Please allow Pop-Up for this website to view PDF file.




Analysis of High Incidences and Etiological Factors of Tuberculosis in the Region of Malegaon: An Observational Study

Momin Abdullah*, Dr. Taarique Deshmukh, Dr. Rashid Akhtar, Pooja Vishwas Sonawane, Obaidurrahman Ansari, Devendra Rajendra Bhosale

Royal College of Pharmaceutical Education and Research

 

*Correspondence: abdullahshahidjamal@gmail.com

DOI: https://doi.org/10.71431/IJRPAS.2026.5105 

Article Information

 

Abstract

Research Article

Received: 13/01/2026

Accepted: 26/01/2026

Published:31/01/2026

 

Keywords

Tuberculosis, Etiological factors, Risk factors,  Paediatric, control and prevention.

 

 

Aim: The study aims to investigate the high incidence of tuberculosis (TB) in Malegaon, Maharashtra, India, and identify the etiological factors contributing to its prevalence.

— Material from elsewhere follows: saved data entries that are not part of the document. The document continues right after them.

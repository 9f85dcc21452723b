//! OCR artifact cleanup.
//!
//! Runs before anything else looks at recognized text. The pass order is
//! fixed: later passes rely on the line structure produced by earlier ones.

use std::collections::HashSet;

use lazy_static::lazy_static;
use regex::{Captures, Regex};

// Pre-compile all cleanup patterns at module load time
lazy_static! {
    // Pilcrows and Unicode line/paragraph separators emitted by some engines
    static ref PARAGRAPH_MARKS: Regex = Regex::new(r"[¶\u{2028}\u{2029}]").unwrap();

    static ref LINE_ENDINGS: Regex = Regex::new(r"\r\n?").unwrap();

    // Any whitespace except the newline itself
    static ref HORIZONTAL_WS: Regex = Regex::new(r"[^\S\n]+").unwrap();

    static ref BLANK_RUNS: Regex = Regex::new(r"\n(?: *\n){2,}").unwrap();

    // 4+ single-character tokens separated by single spaces: "계 약 내 용"
    static ref SPACED_LETTERS: Regex = Regex::new(
        r"(^| )((?:[가-힣A-Za-z0-9] ){3,}[가-힣A-Za-z0-9])( |$)"
    ).unwrap();
}

/// Lines whose whitespace-free key is shorter than this are dropped as noise.
const MIN_LINE_KEY_CHARS: usize = 2;

/// Counters from one cleanup pass.
#[derive(Debug, Clone, Copy, Default, PartialEq, Eq)]
pub struct CleanStats {
    /// Letter-by-letter runs joined back into words
    pub collapsed_runs: u64,
    /// Lines dropped for being too short
    pub noise_lines: u64,
    /// Lines dropped as repeats of an earlier line
    pub duplicate_lines: u64,
}

/// Clean recognized text. Empty input gives empty output.
pub fn clean(raw: &str) -> String {
    clean_with_stats(raw).0
}

/// Clean recognized text and report what was changed.
pub fn clean_with_stats(raw: &str) -> (String, CleanStats) {
    let mut stats = CleanStats::default();

    let text = PARAGRAPH_MARKS.replace_all(raw, "\n");
    let text = normalize_line_endings(&text);
    let text = HORIZONTAL_WS.replace_all(&text, " ");
    let text = BLANK_RUNS.replace_all(&text, "\n\n");

    let lines = text
        .lines()
        .map(str::trim)
        .filter(|line| !line.is_empty())
        .map(|line| {
            let (collapsed, runs) = collapse_spaced_letters(line);
            stats.collapsed_runs += runs;
            collapsed
        })
        .collect::<Vec<_>>();

    let mut seen: HashSet<String> = HashSet::with_capacity(lines.len());
    let mut kept = Vec::with_capacity(lines.len());
    for line in lines {
        let key: String = line.chars().filter(|c| !c.is_whitespace()).collect();
        if key.chars().count() < MIN_LINE_KEY_CHARS {
            stats.noise_lines += 1;
            continue;
        }
        if !seen.insert(key) {
            stats.duplicate_lines += 1;
            continue;
        }
        kept.push(line);
    }

    (kept.join("\n"), stats)
}

/// Convert `\r\n` and lone `\r` to `\n`.
pub fn normalize_line_endings(text: &str) -> String {
    LINE_ENDINGS.replace_all(text, "\n").into_owned()
}

/// Join letter-by-letter runs within one line. Returns the line and the
/// number of runs joined.
fn collapse_spaced_letters(line: &str) -> (String, u64) {
    let mut runs: u64 = 0;
    let result = SPACED_LETTERS.replace_all(line, |caps: &Captures| {
        runs += 1;
        let joined: String = caps[2].split(' ').collect();
        format!("{}{}{}", &caps[1], joined, &caps[3])
    });
    (result.into_owned(), runs)
}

Objectives: The objectives are to evaluate TB patient treatment reports, identify at-risk groups, examine etiological variables, investigate risk factors and TB drug awareness, analyse pulmonary tuberculosis incidence, and provide a study of cost-effective TB treatment.

Methods: Patient proformas, treatment charts, laboratory data, patient history records, and verbal communication were employed in this multi-centre observational study, for 10 months and carried out in multiple healthcare facilities. Patients aged 18 and up with positive or dubious sputum tests who were willing to begin anti-TB treatment and had a recent history of TB treatment were eligible. Exclusion criteria included contraindications to therapy, serious disorders, pregnant women, children under the age of six, convicts, and patients with chronic diseases.

Results: The findings revealed considerable tuberculosis incidences among 20-40-year-olds, with a greater prevalence in men, low-income groups, and places with inadequate housing and lower literacy rates. Limited healthcare access, inadequate public health campaigns, high HIV co-infection rates, and malnutrition were also significant concerns.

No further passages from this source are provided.